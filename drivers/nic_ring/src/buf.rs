// SPDX-License-Identifier: Apache-2.0
// Copyright 2025 KylinSoft Co., Ltd. <https://www.kylinos.cn/>
// See LICENSES for license details.

use alloc::{sync::Arc, vec::Vec};

use nic_base::{DmaRegion, NicError, NicHal, NicResult, PhysAddr};
use spin::Mutex;

const MIN_BUFFER_LEN: usize = 64;
const MAX_BUFFER_LEN: usize = 65536;
const BUFFER_ALIGN: usize = 64;

/// A pool of receive buffers carved out of one DMA region.
///
/// It divides a large memory into several equal parts for each buffer.
pub struct RxBufPool {
    slot_count: usize,
    buf_len: usize,
    region: DmaRegion,
    free_offsets: Mutex<Vec<usize>>,
}

impl RxBufPool {
    /// Creates a pool of `slot_count` buffers of `buf_len` bytes each.
    pub fn new(hal: &Arc<dyn NicHal>, slot_count: usize, buf_len: usize) -> NicResult<Arc<Self>> {
        if slot_count == 0 {
            return Err(NicError::InvalidInput);
        }
        if !(MIN_BUFFER_LEN..=MAX_BUFFER_LEN).contains(&buf_len) || buf_len % BUFFER_ALIGN != 0 {
            return Err(NicError::InvalidInput);
        }
        let region = DmaRegion::new(hal, slot_count * buf_len, BUFFER_ALIGN)?;
        let free_offsets = (0..slot_count).rev().map(|i| i * buf_len).collect();
        Ok(Arc::new(Self {
            slot_count,
            buf_len,
            region,
            free_offsets: Mutex::new(free_offsets),
        }))
    }

    /// Returns the capacity of the pool.
    pub const fn capacity(&self) -> usize {
        self.slot_count
    }

    /// Returns the length of each buffer.
    pub const fn buffer_len(&self) -> usize {
        self.buf_len
    }

    /// Buffers currently available.
    pub fn available(&self) -> usize {
        self.free_offsets.lock().len()
    }

    /// Allocates a buffer from the pool.
    ///
    /// Returns `None` if no buffer is available.
    pub fn alloc(self: &Arc<Self>) -> Option<RxBuf> {
        let offset = self.free_offsets.lock().pop()?;
        Some(RxBuf(Arc::new(RxBufInner {
            offset,
            pool: Arc::clone(self),
        })))
    }

    /// Deallocates a buffer at the given offset.
    ///
    /// `offset` must be a multiple of `buf_len`.
    fn release_offset(&self, offset: usize) {
        debug_assert_eq!(offset % self.buf_len, 0);
        self.free_offsets.lock().push(offset);
    }
}

struct RxBufInner {
    offset: usize,
    pool: Arc<RxBufPool>,
}

impl Drop for RxBufInner {
    /// Returns the buffer to its [`RxBufPool`].
    fn drop(&mut self) {
        self.pool.release_offset(self.offset);
    }
}

/// A reference-counted receive buffer.
///
/// Cloning a buffer loans it: the memory goes back to the pool only when
/// the ring and every borrower have dropped their handle.
#[derive(Clone)]
pub struct RxBuf(Arc<RxBufInner>);

impl RxBuf {
    /// Bus address of the buffer.
    pub fn paddr(&self) -> PhysAddr {
        self.0.pool.region.paddr() + self.0.offset as u64
    }

    /// Capacity of the buffer.
    pub fn capacity(&self) -> usize {
        self.0.pool.buf_len
    }

    /// `len` bytes starting at `offset`, clamped to the buffer.
    pub fn bytes(&self, offset: usize, len: usize) -> &[u8] {
        let cap = self.capacity();
        let start = offset.min(cap);
        let end = start.saturating_add(len).min(cap);
        let base = self.0.offset;
        &self.0.pool.region.as_slice()[base + start..base + end]
    }

    /// Number of live handles to this buffer.
    pub fn ref_count(&self) -> usize {
        Arc::strong_count(&self.0)
    }
}

impl core::fmt::Debug for RxBuf {
    fn fmt(&self, f: &mut core::fmt::Formatter<'_>) -> core::fmt::Result {
        f.debug_struct("RxBuf")
            .field("paddr", &self.paddr())
            .field("refs", &self.ref_count())
            .finish()
    }
}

Work to complete: Set down exactly the lines from the start of the records to the line with "if slot_count == 0". Include that line, and add nothing more.

Written answer:
filename drivers/nic_ring/src/buf.rs
// SPDX-License-Identifier: Apache-2.0
// Copyright 2025 KylinSoft Co., Ltd. <https://www.kylinos.cn/>
// See LICENSES for license details.

use alloc::{sync::Arc, vec::Vec};

use nic_base::{DmaRegion, NicError, NicHal, NicResult, PhysAddr};
use spin::Mutex;

const MIN_BUFFER_LEN: usize = 64;
const MAX_BUFFER_LEN: usize = 65536;
const BUFFER_ALIGN: usize = 64;

/// A pool of receive buffers carved out of one DMA region.
///
/// It divides a large memory into several equal parts for each buffer.
pub struct RxBufPool {
    slot_count: usize,
    buf_len: usize,
    region: DmaRegion,
    free_offsets: Mutex<Vec<usize>>,
}

impl RxBufPool {
    /// Creates a pool of `slot_count` buffers of `buf_len` bytes each.
    pub fn new(hal: &Arc<dyn NicHal>, slot_count: usize, buf_len: usize) -> NicResult<Arc<Self>> {
        if slot_count == 0 {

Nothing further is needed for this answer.